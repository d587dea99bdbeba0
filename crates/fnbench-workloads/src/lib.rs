/*!
Concrete function bodies for fnbench.

Each workload pairs an identity and an input catalog with one opaque
computation. The computations stand in for ML inference and video
processing: they do real I/O on the selected input and spend real time on
it, but the "prediction" is a content digest mapped into a label table.

| Kind        | Identity            | Inputs                         | Summary        |
| ----------- | ------------------- | ------------------------------ | -------------- |
| `classify`  | Model Serving CNN   | two sample images              | top label      |
| `recognize` | ResNet Img Recog    | eight sample images, tags      | top label      |
| `transcode` | VideoProcess        | one source video               | output path    |
| `sleep`     | Sleep               | configurable                   | slept duration |

A workload is built once with [`WorkloadSpec::initialize`]; this is where
label tables are read and inputs are checked, so that cost lands in the
process start-up rather than in any invocation.
*/

#![warn(rust_2018_idioms)]

use anyhow::{bail, Result};
use fnbench_core::Workload;
use std::{path::PathBuf, str::FromStr, sync::Arc, time::Duration};

mod classify;
mod images;
mod labels;
mod recognize;
mod sleep;
mod transcode;

pub use classify::ImageClassifier;
pub use labels::LabelTable;
pub use recognize::{ImageRecognizer, RECORD_TAG, REPLAY_TAG};
pub use sleep::SleepWorkload;
pub use transcode::VideoTranscoder;

/// Which workload to run.
#[derive(Clone, Copy, Debug, Default, PartialEq, Eq)]
pub enum WorkloadKind {
    #[default]
    Classify,
    Recognize,
    Transcode,
    Sleep,
}

impl FromStr for WorkloadKind {
    type Err = String;

    fn from_str(s: &str) -> Result<Self, Self::Err> {
        match s {
            "classify" => Ok(WorkloadKind::Classify),
            "recognize" => Ok(WorkloadKind::Recognize),
            "transcode" => Ok(WorkloadKind::Transcode),
            "sleep" => Ok(WorkloadKind::Sleep),
            _ => Err(format!("unknown workload: {}", s)),
        }
    }
}

impl std::fmt::Display for WorkloadKind {
    fn fmt(&self, f: &mut std::fmt::Formatter<'_>) -> std::fmt::Result {
        let name = match self {
            WorkloadKind::Classify => "classify",
            WorkloadKind::Recognize => "recognize",
            WorkloadKind::Transcode => "transcode",
            WorkloadKind::Sleep => "sleep",
        };
        f.write_str(name)
    }
}

/// Everything needed to build a workload.
#[derive(Clone, Debug)]
pub struct WorkloadSpec {
    pub kind: WorkloadKind,
    /// Directory holding the images or the source video.
    pub inputs_dir: PathBuf,
    /// ImageNet class index JSON. The built-in table is used when absent.
    pub labels: Option<PathBuf>,
    /// Overrides the default catalog of the selected workload.
    pub inputs: Vec<String>,
    /// Where transcoded files are written.
    pub out_dir: PathBuf,
    /// Delay of the sleep workload.
    pub delay: Duration,
    /// Make every n-th sleep invocation fail.
    pub fail_every: Option<usize>,
}

impl Default for WorkloadSpec {
    fn default() -> Self {
        Self {
            kind: WorkloadKind::default(),
            inputs_dir: PathBuf::from("."),
            labels: None,
            inputs: vec![],
            out_dir: std::env::temp_dir(),
            delay: Duration::from_millis(10),
            fail_every: None,
        }
    }
}

impl WorkloadSpec {
    pub fn new(kind: WorkloadKind) -> Self {
        Self {
            kind,
            ..Default::default()
        }
    }

    /// Load the workload resource. Called exactly once per process, before
    /// the server binds.
    pub fn initialize(&self) -> Result<Arc<dyn Workload>> {
        let workload: Arc<dyn Workload> = match self.kind {
            WorkloadKind::Classify => {
                let labels = self.label_table()?;
                Arc::new(ImageClassifier::new(
                    &self.inputs_dir,
                    self.catalog_or(classify::DEFAULT_IMAGES),
                    labels,
                )?)
            }
            WorkloadKind::Recognize => {
                let labels = self.label_table()?;
                Arc::new(ImageRecognizer::new(
                    &self.inputs_dir,
                    self.catalog_or(recognize::DEFAULT_IMAGES),
                    labels,
                )?)
            }
            WorkloadKind::Transcode => {
                let mut videos = self.catalog_or(&[transcode::DEFAULT_VIDEO]);
                if videos.len() != 1 {
                    bail!(
                        "the transcoder takes exactly one source video, got {}",
                        videos.len()
                    );
                }
                Arc::new(VideoTranscoder::new(
                    &self.inputs_dir,
                    videos.remove(0),
                    &self.out_dir,
                )?)
            }
            WorkloadKind::Sleep => Arc::new(SleepWorkload::new(
                self.catalog_or(sleep::DEFAULT_INPUTS),
                self.delay,
                self.fail_every,
            )?),
        };

        log::info!(
            "initialized {} ({} inputs)",
            workload.identity(),
            workload.catalog().len()
        );

        Ok(workload)
    }

    fn catalog_or(&self, defaults: &[&str]) -> Vec<String> {
        if self.inputs.is_empty() {
            defaults.iter().map(|s| (*s).to_owned()).collect()
        } else {
            self.inputs.clone()
        }
    }

    fn label_table(&self) -> Result<LabelTable> {
        match &self.labels {
            Some(path) => LabelTable::load(path),
            None => Ok(LabelTable::builtin()),
        }
    }
}
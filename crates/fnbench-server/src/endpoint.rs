// Author: fnbench contributors
// Copyright © 2026, the fnbench authors, all rights reserved.
// Created: 9 October 2026

use crate::{
    reflection::{
        Registry, DESCRIBE_SERVICE, FUNCTION_SERVICE, INVOKE, LIST_SERVICES, REFLECTION_SERVICE,
    },
    wire::{Code, DescribeServiceRequest, InvokeReply, InvokeRequest, ListServicesReply, Status},
};
use fnbench_core::{Executor, InvocationError};
use serde::{de::DeserializeOwned, Serialize};
use std::{
    io::Read,
    panic::{catch_unwind, AssertUnwindSafe},
    sync::Arc,
};
use tiny_http::{Header, Method, Response};

/// Largest accepted request body.
const MAX_BODY: u64 = 64 * 1024;

/// An HTTP status and a JSON body, ready to be sent.
#[derive(Clone, Debug, PartialEq, Eq)]
pub struct Reply {
    pub status: u16,
    pub body: String,
}

impl Reply {
    fn ok(message: &impl Serialize) -> Self {
        match serde_json::to_string(message) {
            Ok(body) => Self { status: 200, body },
            Err(e) => Self::error(Status::internal(format!("failed encoding reply: {}", e))),
        }
    }

    fn error(status: Status) -> Self {
        Self::error_with(status.code.http_status(), status)
    }

    fn error_with(http_status: u16, status: Status) -> Self {
        // Status only holds strings, encoding cannot fail.
        let body = serde_json::to_string(&status).unwrap_or_default();
        Self {
            status: http_status,
            body,
        }
    }

    fn into_response(self) -> Response<std::io::Cursor<Vec<u8>>> {
        let mut response = Response::from_string(self.body).with_status_code(self.status);
        if let Ok(header) = Header::from_bytes(&b"Content-Type"[..], &b"application/json"[..]) {
            response.add_header(header);
        }
        response
    }
}

/// Routes calls to the function and to the reflection service.
pub struct Endpoint {
    executor: Arc<Executor>,
    registry: Registry,
}

impl Endpoint {
    pub fn new(executor: Arc<Executor>) -> Self {
        let registry = Registry::new(executor.identity());
        Self { executor, registry }
    }

    pub fn executor(&self) -> &Executor {
        &self.executor
    }

    /// Read, handle and answer one request. Never fails: problems are
    /// reported to the client or logged.
    pub(crate) fn serve(&self, mut request: tiny_http::Request) {
        let mut body = vec![];
        let read = request
            .as_reader()
            .take(MAX_BODY + 1)
            .read_to_end(&mut body);

        let reply = match read {
            Err(e) => Reply::error(Status::invalid_argument(format!(
                "failed reading request body: {}",
                e
            ))),
            Ok(len) if len as u64 > MAX_BODY => Reply::error(Status::invalid_argument(format!(
                "request body larger than {} bytes",
                MAX_BODY
            ))),
            Ok(_) => self.handle(request.method(), request.url(), &body),
        };

        if let Err(e) = request.respond(reply.into_response()) {
            log::warn!("failed sending reply: {}", e);
        }
    }

    /// Handle one call given its HTTP verb, path and body.
    pub fn handle(&self, method: &Method, url: &str, body: &[u8]) -> Reply {
        let path = url.split('?').next().unwrap_or_default();
        let Some((service, rpc)) = path.trim_start_matches('/').split_once('/') else {
            return Reply::error(Status::unimplemented(format!("no such method {:?}", path)));
        };

        if !self.registry.has_method(service, rpc) {
            return Reply::error(Status::unimplemented(format!(
                "no such method {}/{}",
                service, rpc
            )));
        }

        if *method != Method::Post {
            return Reply::error_with(
                405,
                Status::unimplemented(format!("{}/{} only accepts POST", service, rpc)),
            );
        }

        match (service, rpc) {
            (FUNCTION_SERVICE, INVOKE) => self.invoke(body),
            (REFLECTION_SERVICE, LIST_SERVICES) => Reply::ok(&ListServicesReply {
                services: self.registry.list(),
            }),
            (REFLECTION_SERVICE, DESCRIBE_SERVICE) => self.describe(body),
            _ => Reply::error(Status::unimplemented(format!(
                "no handler for {}/{}",
                service, rpc
            ))),
        }
    }

    fn invoke(&self, body: &[u8]) -> Reply {
        let request: InvokeRequest = match decode(body) {
            Ok(request) => request,
            Err(status) => return Reply::error(status),
        };

        let outcome = catch_unwind(AssertUnwindSafe(|| {
            self.executor.invoke(request.name.as_deref())
        }));

        match outcome {
            Ok(Ok(invocation)) => {
                let message = self.executor.reply(&invocation);
                log::debug!("{}", message);
                Reply::ok(&InvokeReply { message })
            }
            Ok(Err(err)) => {
                log::warn!("{}", err);
                let code = match err {
                    InvocationError::DeadlineExceeded { .. } => Code::DeadlineExceeded,
                    InvocationError::Failed { .. } => Code::Internal,
                };
                Reply::error(Status::new(code, err.to_string()))
            }
            Err(_) => {
                log::error!("{} panicked", self.executor.identity());
                Reply::error(Status::internal(format!(
                    "{} panicked",
                    self.executor.identity()
                )))
            }
        }
    }

    fn describe(&self, body: &[u8]) -> Reply {
        let request: DescribeServiceRequest = match decode(body) {
            Ok(request) => request,
            Err(status) => return Reply::error(status),
        };

        match self.registry.describe(&request.name) {
            Some(service) => Reply::ok(service),
            None => Reply::error(Status::not_found(format!(
                "unknown service {:?}",
                request.name
            ))),
        }
    }
}

/// Decode a request message. An empty body is the default message, as an
/// all-defaults message is empty on the wire.
fn decode<T: DeserializeOwned>(body: &[u8]) -> Result<T, Status> {
    let body = if body.iter().all(u8::is_ascii_whitespace) {
        &b"{}"[..]
    } else {
        body
    };

    serde_json::from_slice(body)
        .map_err(|e| Status::invalid_argument(format!("malformed request: {}", e)))
}

#[cfg(test)]
mod tests {
    use super::{Endpoint, Reply};
    use crate::wire::{Code, InvokeReply, Status};
    use fnbench_core::{Call, Executor, InputCatalog, Workload};
    use std::sync::Arc;
    use tiny_http::Method;

    struct Flaky(InputCatalog);

    impl Workload for Flaky {
        fn identity(&self) -> &str {
            "Flaky"
        }

        fn catalog(&self) -> &InputCatalog {
            &self.0
        }

        fn invoke(&self, call: &Call<'_>) -> anyhow::Result<String> {
            match call.input {
                "bad" => anyhow::bail!("bad input"),
                "panic" => panic!("worker blew up"),
                input => Ok(input.len().to_string()),
            }
        }
    }

    fn endpoint(inputs: &[&str]) -> Endpoint {
        let catalog = InputCatalog::new(inputs.iter().copied()).unwrap();
        Endpoint::new(Arc::new(Executor::new(Arc::new(Flaky(catalog)))))
    }

    fn status(reply: &Reply) -> Status {
        serde_json::from_str(&reply.body).unwrap()
    }

    #[test]
    fn invoke_with_empty_body() {
        let endpoint = endpoint(&["abc"]);
        let reply = endpoint.handle(&Method::Post, "/fnbench.Function/Invoke", b"");
        assert_eq!(reply.status, 200);

        let reply: InvokeReply = serde_json::from_str(&reply.body).unwrap();
        assert!(reply
            .message
            .starts_with("fn: Flaky | input: abc, result: 3, lat: "));
    }

    #[test]
    fn malformed_body() {
        let endpoint = endpoint(&["abc"]);
        let reply = endpoint.handle(&Method::Post, "/fnbench.Function/Invoke", b"{name");
        assert_eq!(reply.status, 400);
        assert_eq!(status(&reply).code, Code::InvalidArgument);
        assert_eq!(endpoint.executor().selector().position(), 0);
    }

    #[test]
    fn unknown_method_and_verb() {
        let endpoint = endpoint(&["abc"]);

        let reply = endpoint.handle(&Method::Post, "/helloworld.Greeter/SayHello", b"");
        assert_eq!(reply.status, 404);
        assert_eq!(status(&reply).code, Code::Unimplemented);

        let reply = endpoint.handle(&Method::Get, "/fnbench.Function/Invoke", b"");
        assert_eq!(reply.status, 405);

        let reply = endpoint.handle(&Method::Post, "/", b"");
        assert_eq!(reply.status, 404);
    }

    #[test]
    fn failures_become_statuses() {
        let endpoint = endpoint(&["bad", "panic", "ok"]);

        let reply = endpoint.handle(&Method::Post, "/fnbench.Function/Invoke", b"{}");
        assert_eq!(reply.status, 500);
        assert!(status(&reply).message.contains("bad input"));

        let reply = endpoint.handle(&Method::Post, "/fnbench.Function/Invoke", b"{}");
        assert_eq!(reply.status, 500);
        assert!(status(&reply).message.contains("panicked"));

        let reply = endpoint.handle(&Method::Post, "/fnbench.Function/Invoke", b"{}");
        assert_eq!(reply.status, 200);
    }

    #[test]
    fn describe_unknown_service() {
        let endpoint = endpoint(&["abc"]);
        let reply = endpoint.handle(
            &Method::Post,
            "/fnbench.reflection.ServerReflection/DescribeService",
            br#"{"name": "nope"}"#,
        );
        assert_eq!(reply.status, 404);
        assert_eq!(status(&reply).code, Code::NotFound);
    }
}
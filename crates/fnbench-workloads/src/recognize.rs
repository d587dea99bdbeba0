// Author: fnbench contributors
// Copyright © 2026, the fnbench authors, all rights reserved.
// Created: 10 October 2026

use crate::{images::ImageDir, LabelTable};
use anyhow::Result;
use fnbench_core::{Call, InputCatalog, ReplyFormat, Workload};
use std::path::Path;

pub(crate) const DEFAULT_IMAGES: &[&str] = &[
    "800px-Porsche_991_silver_IAA.jpg",
    "512px-Cacatua_moluccensis_-Cincinnati_Zoo-8a.jpg",
    "800px-Sardinian_Warbler.jpg",
    "800px-7weeks_old.JPG",
    "800px-20180630_Tesla_Model_S_70D_2015_midnight_blue_left_front.jpg",
    "800px-Welsh_Springer_Spaniel.jpg",
    "800px-Jammlich_crop.jpg",
    "782px-Pumiforme.JPG",
];

/// Tag pinning a call to the snapshot-recording input.
pub const RECORD_TAG: &str = "record";
pub const RECORD_IMAGE: &str = "image.jpg";
/// Tag pinning a call to the snapshot-replay input.
pub const REPLAY_TAG: &str = "replay";
pub const REPLAY_IMAGE: &str = "animal-dog.jpg";

/// "ResNet Img Recog": rotates through a fixed image set, with the
/// `record` and `replay` tags pinned to their own images.
pub struct ImageRecognizer {
    catalog: InputCatalog,
    images: ImageDir,
    labels: LabelTable,
}

impl ImageRecognizer {
    pub fn new(dir: &Path, images: Vec<String>, labels: LabelTable) -> Result<Self> {
        let catalog = InputCatalog::new(images)?
            .with_tag(RECORD_TAG, RECORD_IMAGE)?
            .with_tag(REPLAY_TAG, REPLAY_IMAGE)?;
        let images = ImageDir::open(dir, &catalog)?;

        Ok(Self {
            catalog,
            images,
            labels,
        })
    }
}

impl Workload for ImageRecognizer {
    fn identity(&self) -> &str {
        "ResNet Img Recog"
    }

    fn catalog(&self) -> &InputCatalog {
        &self.catalog
    }

    fn reply_format(&self) -> ReplyFormat {
        ReplyFormat::new("img", "pred")
    }

    fn invoke(&self, call: &Call<'_>) -> Result<String> {
        let data = self.images.read(call.input)?;
        Ok(self.labels.predict(&data).to_owned())
    }
}
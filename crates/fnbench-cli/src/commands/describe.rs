// Author: fnbench contributors
// Copyright © 2026, the fnbench authors, all rights reserved.
// Created: 14 October 2026

use super::client::Client;
use anyhow::Result;
use clap::Parser;
use fnbench::server::reflection::{FieldDescriptor, MessageDescriptor};

/// Print the services of a server, or the methods of one of them.
#[derive(Parser, Debug)]
#[clap()]
pub(crate) struct Args {
    /// Address of the server.
    #[clap(short, long, default_value = "127.0.0.1:50051")]
    addr: String,

    /// Service to describe. Every service is described when left out.
    #[clap(short, long)]
    service: Option<String>,
}

pub(super) fn describe(config: Args) -> Result<()> {
    let client = Client::new(&config.addr);

    let services = match config.service {
        Some(service) => vec![service],
        None => client.list_services()?,
    };

    for name in services {
        let service = client.describe_service(&name)?;
        match &service.description {
            Some(description) => println!("{} ({})", service.name, description),
            None => println!("{}", service.name),
        }

        for method in &service.methods {
            println!(
                "\t{:40}: {} -> {}",
                method.name, method.input.name, method.output.name
            );
            print_fields(&method.input);
            print_fields(&method.output);
        }
        println!();
    }

    Ok(())
}

fn print_fields(message: &MessageDescriptor) {
    for field in &message.fields {
        println!(
            "\t\t{:38}: {}",
            format!("{}.{}", message.name, field.name),
            label(field)
        );
    }
}

fn label(field: &FieldDescriptor) -> String {
    let mut label = format!("{} = {}", field.kind, field.number);
    if field.repeated {
        label = format!("repeated {}", label);
    } else if field.optional {
        label = format!("optional {}", label);
    }
    label
}
/*!
Command line tools for fnbench.
*/

mod commands;

use anyhow::Result;
use clap::Parser;
use commands::Command;

#[derive(Parser, Debug)]
#[clap(author, version, about, long_about = None)]
struct Fnbench {
    #[clap(subcommand)]
    command: Command,
}

fn main() -> Result<()> {
    let _ = tracing_subscriber::fmt()
        .with_writer(std::io::stderr)
        .try_init();

    let args = Fnbench::parse();
    commands::run(args.command)
}
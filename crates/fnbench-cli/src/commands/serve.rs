use anyhow::Result;
use clap::Parser;
use fnbench::core::{ConfigError, ExecutionLimit};
use fnbench::server::{Server, ServerConfig};
use fnbench::workloads::{WorkloadKind, WorkloadSpec};
use std::{path::PathBuf, time::Duration};

/// Serve a function until interrupted.
#[derive(Parser, Debug)]
#[clap()]
pub(crate) struct Args {
    /// The function to serve: classify, recognize, transcode or sleep.
    #[clap(short, long, default_value = "classify")]
    workload: WorkloadKind,

    /// Directory holding the sample images or the source video.
    #[clap(long, default_value = ".")]
    inputs_dir: PathBuf,

    /// Replace the default input catalog. Repeat for several inputs.
    #[clap(short, long = "input")]
    inputs: Vec<String>,

    /// ImageNet class index JSON used for predictions.
    #[clap(long)]
    labels: Option<PathBuf>,

    /// Where the transcoder writes its output.
    #[clap(long, default_value_os_t = std::env::temp_dir())]
    out_dir: PathBuf,

    /// Delay of the sleep workload.
    #[clap(long, default_value = "10")]
    delay_ms: u64,

    /// Make every n-th call of the sleep workload fail.
    #[clap(long)]
    fail_every: Option<usize>,

    /// Host or address to bind, all interfaces when left out.
    #[clap(long)]
    host: Option<String>,

    /// Port to listen on. Falls back to $GRPC_PORT, then 50051.
    #[clap(short, long)]
    port: Option<u16>,

    /// Size of the worker pool.
    #[clap(short, long, default_value = "2")]
    threads: usize,

    /// Report calls slower than this as failed. Calls are never cancelled.
    #[clap(long)]
    deadline_ms: Option<u64>,
}

impl Args {
    fn workload_spec(&self) -> WorkloadSpec {
        WorkloadSpec {
            kind: self.workload,
            inputs_dir: self.inputs_dir.clone(),
            labels: self.labels.clone(),
            inputs: self.inputs.clone(),
            out_dir: self.out_dir.clone(),
            delay: Duration::from_millis(self.delay_ms),
            fail_every: self.fail_every,
        }
    }

    fn server_config(&self) -> Result<ServerConfig, ConfigError> {
        let mut config = ServerConfig::from_env()?;
        if let Some(host) = &self.host {
            config.host = host.clone();
        }
        if let Some(port) = self.port {
            config.port = port;
        }

        config.workers = self.threads;
        config.limit = match self.deadline_ms {
            Some(ms) => ExecutionLimit::Report(Duration::from_millis(ms)),
            None => ExecutionLimit::Unbounded,
        };
        Ok(config)
    }
}

pub(super) fn serve(config: Args) -> Result<()> {
    let spec = config.workload_spec();
    let server = Server::start(config.server_config()?, || spec.initialize())?;

    wait_for_signal()?;
    log::info!("shutting down, draining in-flight calls");

    let report = server.shutdown();
    println!("{}", report);
    Ok(())
}

/// Block until SIGINT, or SIGTERM on unix.
fn wait_for_signal() -> Result<()> {
    let runtime = tokio::runtime::Builder::new_current_thread()
        .enable_all()
        .build()?;

    runtime.block_on(async {
        #[cfg(unix)]
        {
            use tokio::signal::unix::{signal, SignalKind};
            let mut terminate = signal(SignalKind::terminate())?;
            tokio::select! {
                res = tokio::signal::ctrl_c() => res?,
                _ = terminate.recv() => {}
            }
        }
        #[cfg(not(unix))]
        tokio::signal::ctrl_c().await?;

        Ok::<(), std::io::Error>(())
    })?;

    Ok(())
}
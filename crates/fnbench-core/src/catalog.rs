// Author: fnbench contributors
// Copyright © 2026, the fnbench authors, all rights reserved.
// Created: 6 October 2026

use crate::ConfigError;

/// The fixed, ordered list of inputs a function rotates through, plus
/// optional tags that pin a request to one specific input.
#[derive(Clone, Debug, PartialEq, Eq)]
pub struct InputCatalog {
    inputs: Vec<String>,
    tags: Vec<(String, String)>,
}

impl InputCatalog {
    /// Build a catalog from an ordered list of inputs. Fails if the list is empty.
    pub fn new<I, S>(inputs: I) -> Result<Self, ConfigError>
    where
        I: IntoIterator<Item = S>,
        S: Into<String>,
    {
        let inputs = inputs.into_iter().map(Into::into).collect::<Vec<_>>();
        if inputs.is_empty() {
            return Err(ConfigError::EmptyCatalog);
        }

        Ok(Self {
            inputs,
            tags: vec![],
        })
    }

    /// Bind `tag` to `input`. A request carrying this tag resolves to
    /// `input` instead of taking the next slot of the rotation. The input
    /// does not need to be part of the rotation itself.
    pub fn with_tag(
        mut self,
        tag: impl Into<String>,
        input: impl Into<String>,
    ) -> Result<Self, ConfigError> {
        let tag = tag.into();
        if self.tags.iter().any(|(t, _)| *t == tag) {
            return Err(ConfigError::DuplicateTag(tag));
        }

        self.tags.push((tag, input.into()));
        Ok(self)
    }

    pub fn len(&self) -> usize {
        self.inputs.len()
    }

    /// Always false for a constructed catalog.
    pub fn is_empty(&self) -> bool {
        self.inputs.is_empty()
    }

    pub fn get(&self, index: usize) -> Option<&str> {
        self.inputs.get(index).map(String::as_str)
    }

    pub fn inputs(&self) -> impl Iterator<Item = &str> {
        self.inputs.iter().map(String::as_str)
    }

    pub fn tags(&self) -> impl Iterator<Item = (&str, &str)> {
        self.tags.iter().map(|(t, i)| (t.as_str(), i.as_str()))
    }

    /// The input bound to `tag`, if any.
    pub fn resolve_tag(&self, tag: &str) -> Option<&str> {
        self.tags
            .iter()
            .find(|(t, _)| t == tag)
            .map(|(_, input)| input.as_str())
    }
}
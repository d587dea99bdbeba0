// Author: fnbench contributors
// Copyright © 2026, the fnbench authors, all rights reserved.
// Created: 6 October 2026

use crate::{InputCatalog, ReplyFormat};

/// What the computation is asked to do for one invocation.
#[derive(Clone, Copy, Debug, PartialEq, Eq)]
pub struct Call<'a> {
    /// The input chosen by the selector.
    pub input: &'a str,
    /// The optional name carried by the request, already stripped of the
    /// empty string.
    pub name: Option<&'a str>,
}

/// A function body together with the state it was initialized with.
///
/// Implementations are created once, before the server binds, and are then
/// shared read-only between all workers. If the computation cannot run on
/// several threads at once the implementation has to serialize internally.
pub trait Workload: Send + Sync {
    /// The function name reported in every reply.
    fn identity(&self) -> &str;

    /// The inputs this function rotates through.
    fn catalog(&self) -> &InputCatalog;

    /// How replies of this function are labelled.
    fn reply_format(&self) -> ReplyFormat {
        ReplyFormat::default()
    }

    /// Run the opaque computation and return a short textual summary of
    /// the result: a label, a path.
    fn invoke(&self, call: &Call<'_>) -> anyhow::Result<String>;
}
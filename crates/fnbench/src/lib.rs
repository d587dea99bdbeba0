/*!

# fnbench

fnbench emulates a serverless function on a long-lived process: the
function's resource is initialized once, then every RPC call picks the next
input, runs the function body on it, times it and replies with a one-line
report.

## fnbench Core

Selection, timing and formatting, independent of any transport.

```
use std::sync::Arc;
use fnbench::core::{Call, Executor, InputCatalog, Workload};

struct Len(InputCatalog);

impl Workload for Len {
    fn identity(&self) -> &str { "Len" }
    fn catalog(&self) -> &InputCatalog { &self.0 }
    fn invoke(&self, call: &Call<'_>) -> anyhow::Result<String> {
        Ok(call.input.len().to_string())
    }
}

let executor = Executor::new(Arc::new(Len(InputCatalog::new(["four", "three"])?)));
let invocation = executor.invoke(None)?;
assert_eq!(invocation.summary, "4");
# Ok::<(), Box<dyn std::error::Error>>(())
```

## fnbench Workloads

The concrete functions: image classification, image recognition with
`record`/`replay` tags, video transcoding and a synthetic sleep.

## fnbench Server

The RPC endpoint with reflection and the worker pool lifecycle.

```no_run
use fnbench::server::{Server, ServerConfig};
use fnbench::workloads::{WorkloadKind, WorkloadSpec};

let spec = WorkloadSpec::new(WorkloadKind::Recognize);
let server = Server::start(ServerConfig::default(), || spec.initialize())?;
let report = server.wait();
# Ok::<(), Box<dyn std::error::Error>>(())
```
*/

#![warn(rust_2018_idioms)]

pub use fnbench_core as core;
pub use fnbench_server as server;
pub use fnbench_workloads as workloads;
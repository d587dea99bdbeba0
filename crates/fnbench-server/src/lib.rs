/*!
Puts an fnbench function on the network.

The server speaks a small request/response RPC over HTTP/1.1: every method
is a `POST /<service>/<method>` with a JSON message as body. Two services
are exposed on one address:

- `fnbench.Function` with the single `Invoke` method,
- `fnbench.reflection.ServerReflection` with `ListServices` and
  `DescribeService`, so generic clients can discover the shape of the server.

Calls are served by a fixed pool of worker threads pulling from one
listener. A call runs to completion on its worker; calls beyond the pool
size wait in the listener queue.

```no_run
use fnbench_server::{Server, ServerConfig};
use fnbench_workloads::{WorkloadKind, WorkloadSpec};

let spec = WorkloadSpec::new(WorkloadKind::Classify);
let server = Server::start(ServerConfig::from_env()?, || spec.initialize())?;

let shutdown = server.shutdown_handle();
// hand `shutdown` to a signal handler ...
# shutdown.trigger();
let report = server.wait();
println!("{}", report);
# Ok::<(), Box<dyn std::error::Error>>(())
```
*/

#![warn(rust_2018_idioms)]

mod config;
mod endpoint;
mod error;
mod lifecycle;
pub mod reflection;
pub mod wire;

pub use config::{ServerConfig, DEFAULT_HOST, DEFAULT_PORT, DEFAULT_WORKERS, PORT_ENV};
pub use endpoint::{Endpoint, Reply};
#[doc(inline)]
pub use error::StartupError;
pub use lifecycle::{RunningServer, Server, ShutdownHandle};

Exercise prompt> How many lines of the data hold the string "filename"? Reply with the number alone.

Solution for this problem> 8